Selain dituntut untuk lulus UN, para siswa juga dituntut untuk mendapatkan kelulusan itu dengan penuh kejujuran. Dan tidak sedikit dari siswa yang kemudian menganut doktrin jujur itu. Apapun hasilnya, jika diperoleh dengan usaha yang jujur, maka itulah hasil akhir yang terbaik.
Tapi sayangnya, ketika doktrin itu telah menancap kuat di hati para siswa, justu pihak sekolah merasa was-was dan khawatir. Kehawatiran sekolah yang semacam ini sangat beralasan. Pasalnya, tingkat kelulusan menjadi salah satu penentu nasib sekolah ke depannya.

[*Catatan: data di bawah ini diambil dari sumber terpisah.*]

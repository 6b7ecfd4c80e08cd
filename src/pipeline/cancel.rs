//! Run cutoffs: caller cancellation and the retrieval deadline
//!
//! Both end a run the same way an exhausted attempt budget does. A
//! [`Cutoff`] wraps every service call made during retrieval, so a call
//! that is in flight when the token fires or the deadline passes is
//! abandoned rather than awaited.

use std::future::Future;
use std::sync::atomic::{AtomicBool, Ordering};
use std::sync::Arc;
use tokio::sync::Notify;
use tokio::time::Instant;

#[derive(Debug, Default)]
struct Signal {
    fired: AtomicBool,
    waiters: Notify,
}

/// Caller-side handle for stopping a run. Clones share one signal.
#[derive(Debug, Clone, Default)]
pub struct CancellationToken {
    signal: Arc<Signal>,
}

impl CancellationToken {
    pub fn new() -> Self {
        Self::default()
    }

    pub fn is_cancelled(&self) -> bool {
        self.signal.fired.load(Ordering::Acquire)
    }

    /// Fire the token. Idempotent; wakes every pending [`cancelled`](Self::cancelled).
    pub fn cancel(&self) {
        self.signal.fired.store(true, Ordering::Release);
        self.signal.waiters.notify_waiters();
    }

    /// Resolves once the token has fired.
    pub async fn cancelled(&self) {
        loop {
            // Register before checking so a cancel between the two is not lost.
            let notified = self.signal.waiters.notified();
            if self.is_cancelled() {
                return;
            }
            notified.await;
        }
    }
}

/// When a run must stop early: a token, an optional deadline, or both.
#[derive(Debug, Clone, Default)]
pub struct Cutoff {
    token: CancellationToken,
    deadline: Option<Instant>,
}

impl Cutoff {
    pub fn new(token: CancellationToken) -> Self {
        Self {
            token,
            deadline: None,
        }
    }

    pub fn with_deadline(mut self, deadline: Option<Instant>) -> Self {
        self.deadline = deadline;
        self
    }

    pub fn is_reached(&self) -> bool {
        self.token.is_cancelled() || self.deadline.is_some_and(|d| Instant::now() >= d)
    }

    /// Drive `fut` until it finishes or the cutoff is reached.
    ///
    /// `None` means the call was skipped or abandoned. A result that is
    /// ready at the same moment as the cutoff still wins.
    pub async fn run<F: Future>(&self, fut: F) -> Option<F::Output> {
        if self.is_reached() {
            return None;
        }
        let expiry = async {
            match self.deadline {
                Some(deadline) => tokio::time::sleep_until(deadline).await,
                None => std::future::pending::<()>().await,
            }
        };
        tokio::select! {
            biased;
            out = fut => Some(out),
            _ = self.token.cancelled() => None,
            _ = expiry => None,
        }
    }
}
//! Pipeline configuration
//!
//! Every field has a default, so an empty YAML document is a valid config.
//!
//! ```yaml
//! max_validation_attempts: 5
//! max_execution_attempts: 5
//! id_field: _id
//! result_limit: 10
//! denylist: [database, context, knowledge, available information, according to]
//! retrieval_deadline_ms: 30000
//! ```

use crate::pipeline::ProvenanceFilter;
use crate::query::DEFAULT_ID_FIELD;
use serde::{Deserialize, Serialize};
use std::path::Path;
use std::time::Duration;
use thiserror::Error;

/// Attempts allowed for each repair loop.
pub const DEFAULT_MAX_ATTEMPTS: usize = 5;

/// Row cap the synthesis prompt asks for.
pub const DEFAULT_RESULT_LIMIT: usize = 10;

/// Vocabulary stripped from answers because it reveals the data source.
pub const DEFAULT_DENYLIST: &[&str] = &[
    "database",
    "context",
    "knowledge",
    "available information",
    "according to",
];

#[derive(Debug, Error)]
pub enum ConfigError {
    #[error("IO error: {0}")]
    Io(#[from] std::io::Error),

    #[error("YAML parse error: {0}")]
    Parse(#[from] serde_yaml::Error),

    #[error("invalid configuration: {0}")]
    Invalid(String),
}

#[derive(Debug, Clone, PartialEq, Eq, Serialize, Deserialize)]
#[serde(default)]
pub struct PipelineConfig {
    /// Repair rounds before validation gives up and proceeds best-effort.
    pub max_validation_attempts: usize,
    /// Executions before the result is reported absent.
    pub max_execution_attempts: usize,
    /// Column the generated queries alias node identifiers to.
    pub id_field: String,
    /// Row cap requested from the model.
    pub result_limit: usize,
    /// Whole-word, case-insensitive terms removed from answers.
    pub denylist: Vec<String>,
    /// Bound on query synthesis plus both repair loops.
    pub retrieval_deadline_ms: Option<u64>,
}

impl Default for PipelineConfig {
    fn default() -> Self {
        Self {
            max_validation_attempts: DEFAULT_MAX_ATTEMPTS,
            max_execution_attempts: DEFAULT_MAX_ATTEMPTS,
            id_field: DEFAULT_ID_FIELD.to_string(),
            result_limit: DEFAULT_RESULT_LIMIT,
            denylist: DEFAULT_DENYLIST.iter().map(|t| t.to_string()).collect(),
            retrieval_deadline_ms: None,
        }
    }
}

impl PipelineConfig {
    pub fn from_yaml(text: &str) -> Result<Self, ConfigError> {
        // An empty document deserializes to unit, not a map.
        let config: Self = if text.trim().is_empty() {
            Self::default()
        } else {
            serde_yaml::from_str(text)?
        };
        config.validate()?;
        Ok(config)
    }

    pub fn load(path: &Path) -> Result<Self, ConfigError> {
        let text = std::fs::read_to_string(path)?;
        Self::from_yaml(&text)
    }

    pub fn validate(&self) -> Result<(), ConfigError> {
        if self.max_validation_attempts == 0 {
            return Err(ConfigError::Invalid(
                "max_validation_attempts must be at least 1".to_string(),
            ));
        }
        if self.max_execution_attempts == 0 {
            return Err(ConfigError::Invalid(
                "max_execution_attempts must be at least 1".to_string(),
            ));
        }
        if self.id_field.trim().is_empty() {
            return Err(ConfigError::Invalid("id_field must not be empty".to_string()));
        }
        if self.result_limit == 0 {
            return Err(ConfigError::Invalid("result_limit must be at least 1".to_string()));
        }
        self.provenance_filter()?;
        Ok(())
    }

    /// Compile the denylist into the answer filter.
    pub fn provenance_filter(&self) -> Result<ProvenanceFilter, ConfigError> {
        ProvenanceFilter::new(&self.denylist)
            .map_err(|e| ConfigError::Invalid(format!("denylist does not compile: {}", e)))
    }

    pub fn retrieval_deadline(&self) -> Option<Duration> {
        self.retrieval_deadline_ms.map(Duration::from_millis)
    }

    pub fn with_max_attempts(mut self, validation: usize, execution: usize) -> Self {
        self.max_validation_attempts = validation;
        self.max_execution_attempts = execution;
        self
    }

    pub fn with_denylist<I, S>(mut self, terms: I) -> Self
    where
        I: IntoIterator<Item = S>,
        S: Into<String>,
    {
        self.denylist = terms.into_iter().map(Into::into).collect();
        self
    }

    pub fn with_retrieval_deadline(mut self, deadline: Duration) -> Self {
        self.retrieval_deadline_ms = Some(deadline.as_millis() as u64);
        self
    }
}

Menjelang detik-detik UN, banyak persiapan yang dilakukan pihak sekolah. Di antara persiapan tersebut adalah Tes Pendalaman Materi (TPM), try out, dsb. Ternyata, dari hasil tes ujicoba ini, ada sebagian murid yang nilainya di bawah standart yang ditentukan. Walaupun itu hanya hasil ujicoba, tapi ini bisa meramalkan hasil UN yang akan dilakukan.
Berangkat dari hasil uji coba itulah, sekolah mulai menghawatirkan kejujuran siswa yang selama ini telah tertancap kuat.
Sebenarnya, kehawatiran itu sah-sah saja, tidak masalah. Tapi yang menjadi masalah kemudian adalah, kekhawatiran itu mengahasilkan tindakan. Jika dulu, sebelum mendekati detik-detik UN, yel-yel kita berbunyi, "apa pun hasilnya, jika diperoleh dengan kejujuran, maka itulah yang terbaik." Namun agaknya, yel-yel itu tak lagi terpakai dan berganti, "apapun caranya, yang penting hasilnya lulus."
Jika yel-yelnya saja sudah berubah bunyi, tentu tidakannya pun akan berubah. Try out yang awalnya sebagai alat ukur kesiapan dan kemampuan siswa untuk mengerjakan soal UN, kini memiliki fungsi ganda sebagai simulasi aman mencontek. Bagaimana pun caranya, siswa yang pandai harus bisa mendisrtibutorkan jawabannya kepada teman-temannya yang lemah. Simulasi ini untuk meminimalisir terjadinya kegaduhan akibat aksi contek itu, harus rapi dan aman.
Berangkat dari sini lah, penulis menganggap bahwa UN merupakan ujian kejujuran untuk sekolah dan para guru. Karena baik dan buruknya tingkat kelulusan siawa menjadi standart baik buruknya reputasi sekolah.
Tingkat kelulusan 100% yang tidak jujur ini, kemudian dijadikan alat untuk mendongkrak harga jual kepada calon siswa baru di awal Tahun Ajaran baru. Tampa malu pihak selolah akan menempel baliho penerimaan siswa baru dengan tulisan, "Sekolah Lulus UN 100%". Ini jelas pembodohan public sekaligus pembohongan bagi calon siswa baru.
Cara mendongkrak repurasi sekolah dengan cara seperti ini memang mudah, bahkan menguntungkan. Tapi cara instant ini hanya akan dirasakan dalam waktu jangka pendek saja. Dan nasib jangka panjang, masyarakat akan bisa menilai bahwa sekolah semacam ini adalah sekolah abal-abal dan murahan.
Seharusnya, kekhawatiran pihak sekolah terhadap ketidaklulusan siswanya dijadikan bahan koreksi dan batu loncatan untuk berinovasi dalam hal mutu pendidikan dan cara pembelajaran. Bukan justru dijadikan sebagai titik awal punahnya tradisi kejujuran, baik oleh para murid maupun oleh pihak sekolah secara umum.
Biarkan para murid berada pada kejujurannya. Nilai akhir memang penting, tapi yang lebih penting adalah prosesnya.